Reporting that he’d worked for the Harrods Department Store chain, Parsons said he knew there was a demand for such a product, and understood the regulations inherent in producing and selling it.
Parsons appeared on the program with British animal rights activist Wendy Turner-Webster, who expressed her horror at the notion of Parson’s idea, saying, “There’s a demand for crack cocaine, but it doesn’t mean we should supply it.”
“Just because the animal is dead, there is a concept of respecting the dead. If your cat died, you wouldn’t pick it up by the tail and swing it round,” she added.
“There are 1,000 different, more humane, more acceptable, compassionate ways of raising money for the terrible disaster that we’ve all witnessed,” Turner-Webster concluded.

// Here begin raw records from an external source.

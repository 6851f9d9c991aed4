//! Error types for the assistant

use axum::{
    http::StatusCode,
    response::{IntoResponse, Response},
    Json,
};
use serde_json::json;
use thiserror::Error;

/// Result type alias for assistant operations
pub type Result<T> = std::result::Result<T, Error>;

/// Assistant errors
#[derive(Debug, Error)]
pub enum Error {
    /// Configuration error
    #[error("Configuration error: {0}")]
    Config(String),

    /// Request rejected at the boundary
    #[error("Invalid request: {0}")]
    InvalidRequest(String),

    /// FAQ table could not be loaded
    #[error("FAQ table error: {0}")]
    Faq(String),

    /// Embedding error
    #[error("Embedding generation failed: {0}")]
    Embedding(String),

    /// Vector index error
    #[error("Vector index error: {0}")]
    VectorDb(String),

    /// Lexical index error
    #[error("Lexical index error: {0}")]
    Lexical(String),

    /// Text generator error
    #[error("LLM error: {0}")]
    Llm(String),

    /// Operation exceeded its deadline
    #[error("Operation timed out after {0}s")]
    Timeout(u64),

    /// IO error
    #[error("IO error: {0}")]
    Io(#[from] std::io::Error),

    /// JSON error
    #[error("JSON error: {0}")]
    Json(#[from] serde_json::Error),

    /// CSV error
    #[error("CSV error: {0}")]
    Csv(#[from] csv::Error),

    /// HTTP request error
    #[error("HTTP request error: {0}")]
    Http(#[from] reqwest::Error),

    /// Internal error
    #[error("Internal error: {0}")]
    Internal(String),
}

impl Error {
    /// Create an invalid request error
    pub fn invalid_request(message: impl Into<String>) -> Self {
        Self::InvalidRequest(message.into())
    }

    /// Create an embedding error
    pub fn embedding(message: impl Into<String>) -> Self {
        Self::Embedding(message.into())
    }

    /// Create a vector db error
    pub fn vector_db(message: impl Into<String>) -> Self {
        Self::VectorDb(message.into())
    }

    /// Create an LLM error
    pub fn llm(message: impl Into<String>) -> Self {
        Self::Llm(message.into())
    }

    /// Create an internal error
    pub fn internal(message: impl Into<String>) -> Self {
        Self::Internal(message.into())
    }

    /// Whether retrying the same call later may succeed
    pub fn is_transient(&self) -> bool {
        matches!(
            self,
            Error::Embedding(_) | Error::VectorDb(_) | Error::Llm(_) | Error::Http(_) | Error::Timeout(_)
        )
    }
}

impl IntoResponse for Error {
    fn into_response(self) -> Response {
        let (status, error_type, message) = match &self {
            Error::Config(msg) => (StatusCode::INTERNAL_SERVER_ERROR, "config_error", msg.clone()),
            Error::InvalidRequest(msg) => (StatusCode::BAD_REQUEST, "invalid_request", msg.clone()),
            Error::Faq(msg) => (StatusCode::INTERNAL_SERVER_ERROR, "faq_error", msg.clone()),
            Error::Embedding(msg) => {
                (StatusCode::SERVICE_UNAVAILABLE, "embedding_error", msg.clone())
            }
            Error::VectorDb(msg) => {
                (StatusCode::INTERNAL_SERVER_ERROR, "vector_db_error", msg.clone())
            }
            Error::Lexical(msg) => {
                (StatusCode::INTERNAL_SERVER_ERROR, "lexical_error", msg.clone())
            }
            Error::Llm(msg) => (StatusCode::SERVICE_UNAVAILABLE, "llm_error", msg.clone()),
            Error::Timeout(secs) => (
                StatusCode::GATEWAY_TIMEOUT,
                "timeout",
                format!("Timed out after {}s", secs),
            ),
            Error::Io(err) => (
                StatusCode::INTERNAL_SERVER_ERROR,
                "io_error",
                err.to_string(),
            ),
            Error::Json(err) => (StatusCode::BAD_REQUEST, "json_error", err.to_string()),
            Error::Csv(err) => (StatusCode::INTERNAL_SERVER_ERROR, "csv_error", err.to_string()),
            Error::Http(err) => (
                StatusCode::BAD_GATEWAY,
                "http_error",
                err.to_string(),
            ),
            Error::Internal(msg) => {
                (StatusCode::INTERNAL_SERVER_ERROR, "internal_error", msg.clone())
            }
        };

        let body = Json(json!({
            "error": {
                "type": error_type,
                "message": message,
            }
        }));

        (status, body).into_response()
    }
}

#[cfg(test)]
mod tests {
    use super::*;

    #[test]
    fn test_invalid_request_maps_to_bad_request() {
        let response = Error::invalid_request("question must not be empty").into_response();
        assert_eq!(response.status(), StatusCode::BAD_REQUEST);
    }

    #[test]
    fn test_transient_classification() {
        assert!(Error::llm("rate limited").is_transient());
        assert!(Error::Timeout(30).is_transient());
        assert!(!Error::invalid_request("bad role").is_transient());
        assert!(!Error::Config("weights".to_string()).is_transient());
    }
}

Experts and Twitter users alike said they were horrified by Parsons’ plan.
Port Macquarie Koala Hospital’s assistant clinical director Scott Castle called Parsons’ plan “terrible” in a comment to The Sydney Morning Herald.

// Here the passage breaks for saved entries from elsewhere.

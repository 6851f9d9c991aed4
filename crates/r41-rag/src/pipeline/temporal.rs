//! Calendar facts injected into the rewrite prompt

use chrono::{Datelike, Local, NaiveDate};

/// Current date and academic years, pre-formatted for prompts
#[derive(Debug, Clone, PartialEq, Eq)]
pub struct TemporalContext {
    /// e.g. "October 18, 2026"
    pub today: String,
    /// e.g. "2026-2027"
    pub academic_year: String,
    /// e.g. "2025-2026"
    pub previous_academic_year: String,
    /// Month name the academic year starts in
    pub start_month: String,
}

impl TemporalContext {
    /// Context for the local current date
    pub fn now(start_month: u32) -> Self {
        Self::for_date(Local::now().date_naive(), start_month)
    }

    /// Context for a fixed date; `start_month` is 1-based
    pub fn for_date(date: NaiveDate, start_month: u32) -> Self {
        let start_month = start_month.clamp(1, 12);
        let first_year = if date.month() >= start_month {
            date.year()
        } else {
            date.year() - 1
        };

        let start_month_name = NaiveDate::from_ymd_opt(2000, start_month, 1)
            .map(|d| d.format("%B").to_string())
            .unwrap_or_default();

        Self {
            today: date.format("%B %-d, %Y").to_string(),
            academic_year: format!("{}-{}", first_year, first_year + 1),
            previous_academic_year: format!("{}-{}", first_year - 1, first_year),
            start_month: start_month_name,
        }
    }
}
//! Answer pipeline: FAQ fast path, rewrite, route, decompose, retrieve, and
//! streamed generation
//!
//! Each call to [`AnswerPipeline::answer`] spawns one producer task that
//! writes answer fragments into a bounded channel. The returned
//! [`AnswerStream`] reads that channel; dropping it closes the channel, and
//! the producer stops (dropping the upstream generator stream) on its next
//! send.

use futures::stream::{Stream, StreamExt};
use std::fmt;
use std::pin::Pin;
use std::sync::Arc;
use std::task::{Context, Poll};
use std::time::Duration;
use tokio::sync::mpsc;
use tokio_stream::wrappers::ReceiverStream;
use tracing::Instrument;
use uuid::Uuid;

use crate::config::RagConfig;
use crate::faq::FaqMatcher;
use crate::generation::PromptBuilder;
use crate::providers::{GenerationRequest, LlmProvider};
use crate::retrieval::{dedupe, format_context, HybridRetriever};
use crate::types::ConversationHistory;

use super::decomposer::Decomposer;
use super::messages::{
    is_dont_know, DONT_KNOW_MESSAGE, GENERATION_ERROR_MESSAGE, REFUSAL_MESSAGE, TIMEOUT_MESSAGE,
};
use super::rewriter::QueryRewriter;
use super::router::Router;

/// Progress of one request through the pipeline
#[derive(Debug, Clone, Copy, PartialEq, Eq)]
pub enum PipelineStage {
    Start,
    Rewritten,
    Routed,
    Refused,
    Retrieving,
    Answered,
}

impl fmt::Display for PipelineStage {
    fn fmt(&self, f: &mut fmt::Formatter<'_>) -> fmt::Result {
        let name = match self {
            PipelineStage::Start => "start",
            PipelineStage::Rewritten => "rewritten",
            PipelineStage::Routed => "routed",
            PipelineStage::Refused => "refused",
            PipelineStage::Retrieving => "retrieving",
            PipelineStage::Answered => "answered",
        };
        f.write_str(name)
    }
}

fn enter(stage: PipelineStage) {
    tracing::info!(stage = %stage, "pipeline stage");
}

/// Model handles for each stage; the same provider may back several
#[derive(Clone)]
pub struct StageModels {
    pub rewriter: Arc<dyn LlmProvider>,
    pub router: Arc<dyn LlmProvider>,
    pub decomposer: Arc<dyn LlmProvider>,
    pub generator: Arc<dyn LlmProvider>,
}

impl StageModels {
    /// One provider for every stage
    pub fn shared(llm: Arc<dyn LlmProvider>) -> Self {
        Self {
            rewriter: Arc::clone(&llm),
            router: Arc::clone(&llm),
            decomposer: Arc::clone(&llm),
            generator: llm,
        }
    }
}

struct Settings {
    top_k: usize,
    faq_threshold: u8,
    faq_max_words: usize,
    stream_buffer: usize,
    short_circuit_empty_context: bool,
    deadline: Option<Duration>,
}

struct PipelineInner {
    faq: Option<Arc<FaqMatcher>>,
    rewriter: QueryRewriter,
    router: Router,
    decomposer: Decomposer,
    retriever: Arc<HybridRetriever>,
    generator: Arc<dyn LlmProvider>,
    settings: Settings,
}

/// Cheaply cloneable handle to the request pipeline
#[derive(Clone)]
pub struct AnswerPipeline {
    inner: Arc<PipelineInner>,
}

impl AnswerPipeline {
    pub fn new(
        config: &RagConfig,
        models: StageModels,
        retriever: Arc<HybridRetriever>,
        faq: Option<Arc<FaqMatcher>>,
    ) -> Self {
        let stage_tokens = config.llm.max_stage_tokens;
        let pipeline = &config.pipeline;

        let inner = PipelineInner {
            faq: faq.filter(|_| config.faq.enabled),
            rewriter: QueryRewriter::new(models.rewriter, stage_tokens, pipeline.academic_year_start_month),
            router: Router::new(models.router, stage_tokens),
            decomposer: Decomposer::new(
                models.decomposer,
                pipeline.max_sub_questions,
                pipeline.include_original,
                stage_tokens,
            ),
            retriever,
            generator: models.generator,
            settings: Settings {
                top_k: config.retrieval.top_k,
                faq_threshold: config.faq.threshold,
                faq_max_words: config.faq.max_words,
                stream_buffer: pipeline.stream_buffer.max(1),
                short_circuit_empty_context: pipeline.short_circuit_empty_context,
                deadline: pipeline.deadline_secs.map(Duration::from_secs),
            },
        };

        Self {
            inner: Arc::new(inner),
        }
    }

    pub fn faq(&self) -> Option<&Arc<FaqMatcher>> {
        self.inner.faq.as_ref()
    }

    /// Answer from the FAQ table if the question is short and matches closely
    pub fn faq_answer(&self, question: &str) -> Option<String> {
        self.inner.faq_answer(question)
    }

    /// Start answering; fragments arrive on the returned stream
    pub fn answer(&self, question: impl Into<String>, history: &ConversationHistory) -> AnswerStream {
        let question = question.into();
        let history = history.clone();
        let request_id = Uuid::new_v4();
        let (tx, rx) = mpsc::channel(self.inner.settings.stream_buffer);

        let inner = Arc::clone(&self.inner);
        let span = tracing::info_span!("answer", request_id = %request_id);
        tokio::spawn(
            async move {
                inner.produce(&question, &history, tx).await;
            }
            .instrument(span),
        );

        AnswerStream {
            request_id,
            inner: ReceiverStream::new(rx),
        }
    }

    /// Collect the whole answer; identical to concatenating [`answer`](Self::answer)
    pub async fn answer_text(&self, question: impl Into<String>, history: &ConversationHistory) -> String {
        self.answer(question, history).collect::<Vec<_>>().await.concat()
    }

    /// Collect the answer, replacing the don't-know fallback with a looser
    /// FAQ match when one scores at least `relaxed_threshold`
    pub async fn answer_text_with_faq_fallback(
        &self,
        question: impl Into<String>,
        history: &ConversationHistory,
        relaxed_threshold: u8,
    ) -> String {
        let question = question.into();
        let answer = self.answer_text(question.clone(), history).await;
        if !is_dont_know(&answer) {
            return answer;
        }

        match self.faq().and_then(|faq| faq.find(&question, relaxed_threshold)) {
            Some(faq_answer) => {
                tracing::info!("No grounded answer; using relaxed FAQ match");
                faq_answer.to_string()
            }
            None => answer,
        }
    }
}

impl PipelineInner {
    async fn produce(&self, question: &str, history: &ConversationHistory, tx: mpsc::Sender<String>) {
        let started = std::time::Instant::now();
        // a dropped AnswerStream cancels whichever stage is in flight
        let work = async {
            tokio::select! {
                biased;
                _ = tx.closed() => tracing::info!("Client went away; abandoning request"),
                _ = self.run(question, history, &tx) => {}
            }
        };

        match self.settings.deadline {
            Some(deadline) => {
                if tokio::time::timeout(deadline, work).await.is_err() {
                    tracing::warn!("Request exceeded its {:?} deadline", deadline);
                    let _ = tx.send(TIMEOUT_MESSAGE.to_string()).await;
                }
            }
            None => work.await,
        }

        tracing::info!("Request finished in {:?}", started.elapsed());
    }

    async fn run(&self, question: &str, history: &ConversationHistory, tx: &mpsc::Sender<String>) {
        enter(PipelineStage::Start);

        if let Some(answer) = self.faq_answer(question) {
            tracing::info!("Answered from FAQ");
            let _ = tx.send(answer).await;
            enter(PipelineStage::Answered);
            return;
        }

        if tx.is_closed() {
            return;
        }
        let rewritten = self.rewriter.rewrite(question, history).await;
        enter(PipelineStage::Rewritten);
        if tx.is_closed() {
            return;
        }

        let decision = self.router.route(&rewritten, history).await;
        enter(PipelineStage::Routed);
        tracing::info!(route = %decision.route, confidence = ?decision.confidence, "routed");

        if !decision.is_in_domain() {
            enter(PipelineStage::Refused);
            let _ = tx.send(REFUSAL_MESSAGE.to_string()).await;
            return;
        }

        if tx.is_closed() {
            return;
        }
        enter(PipelineStage::Retrieving);
        let sub_questions = self.decomposer.decompose(&rewritten).await;
        let results = match self
            .retriever
            .retrieve_many(sub_questions.as_slice(), self.settings.top_k)
            .await
        {
            Ok(results) => results,
            Err(e) => {
                tracing::warn!("Retrieval failed, answering without context: {}", e);
                Vec::new()
            }
        };

        let documents = dedupe(&results);
        let context = format_context(&documents);
        tracing::debug!(
            "Context: {} passages, {} chars from {} sub-questions",
            documents.len(),
            context.len(),
            sub_questions.len()
        );

        if context.trim().is_empty() && self.settings.short_circuit_empty_context {
            tracing::info!("No relevant passages; answering with the fallback");
            let _ = tx.send(DONT_KNOW_MESSAGE.to_string()).await;
            enter(PipelineStage::Answered);
            return;
        }

        if tx.is_closed() {
            tracing::info!("Client went away before generation");
            return;
        }
        let request = PromptBuilder::answer(&rewritten, &context, history);
        if self.stream_generation(&request, tx).await {
            enter(PipelineStage::Answered);
        }
    }

    /// Forward generator fragments; false when the stream ended early
    async fn stream_generation(
        &self,
        request: &GenerationRequest,
        tx: &mpsc::Sender<String>,
    ) -> bool {
        let mut stream = match self.generator.generate_stream(request).await {
            Ok(stream) => stream,
            Err(e) => {
                tracing::error!("Generation failed to start: {}", e);
                let _ = tx.send(GENERATION_ERROR_MESSAGE.to_string()).await;
                return false;
            }
        };

        let mut chunks = 0usize;
        while let Some(item) = stream.next().await {
            match item {
                Ok(fragment) if fragment.is_empty() => continue,
                Ok(fragment) => {
                    if tx.send(fragment).await.is_err() {
                        tracing::info!("Client went away after {} chunks; stopping generation", chunks);
                        return false;
                    }
                    chunks += 1;
                }
                Err(e) => {
                    tracing::error!("Generation failed after {} chunks: {}", chunks, e);
                    let _ = tx.send(GENERATION_ERROR_MESSAGE.to_string()).await;
                    return false;
                }
            }
        }

        tracing::debug!("Streamed {} chunks", chunks);
        true
    }

    fn faq_answer(&self, question: &str) -> Option<String> {
        let faq = self.faq.as_ref()?;
        if question.split_whitespace().count() >= self.settings.faq_max_words {
            return None;
        }
        faq.find(question, self.settings.faq_threshold).map(str::to_string)
    }
}

/// Ordered answer fragments of one request
///
/// Concatenating every item gives the full answer.
pub struct AnswerStream {
    request_id: Uuid,
    inner: ReceiverStream<String>,
}

impl AnswerStream {
    pub fn request_id(&self) -> Uuid {
        self.request_id
    }
}

impl Stream for AnswerStream {
    type Item = String;

    fn poll_next(mut self: Pin<&mut Self>, cx: &mut Context<'_>) -> Poll<Option<Self::Item>> {
        Pin::new(&mut self.inner).poll_next(cx)
    }
}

“Most of the koalas that have died have been burned. The fur is no good. It’s a fundamentally ridiculous comment,” concluded Castle.
“How about Ryan-Mark comes to Australia and pitches this idea to the firies who have been traumatised after hearing koalas screaming for their lives in the bushfires? Let’s see how they take this disgusting suggestion to sell dead koala’s fur for charity,” said Twitter user Amanda Perram.
“Absolutely not! For ‘charity’ or not it’s disgusting! Advocating the sale of fur for any purpose is wrong. If rich people have enough money to buy fur for charity they have the money to donate without the sale!” said Twitter user Kerrin Newby.
Parsons himself tried to use the incident to steer attention toward environmental charities, tweeting, “Now we’re talking about the subject, let’s donate to save the koalas that can still be saved…”
Luxury women’s wear consultant Parsons, at 19, was the youngest contestant in Celebrity Apprentice U.K.’s history. He placed ninth in his season. He last made headlines for losing a gold tooth in a seagull attack and eating a McDonalds meal in one of the chain’s restaurants with his own cutlery.
According to the Australian Koala Foundation, there may be fewer than 100,000 koalas left in Australia in the wake of the bushfires. If its population falls below 50,000 it could be considered “functionally extinct.”
Additionally, Australian Environment Minister Sussan Ley said on January 13 that koalas may be listed as “endangered” in some parts of the country.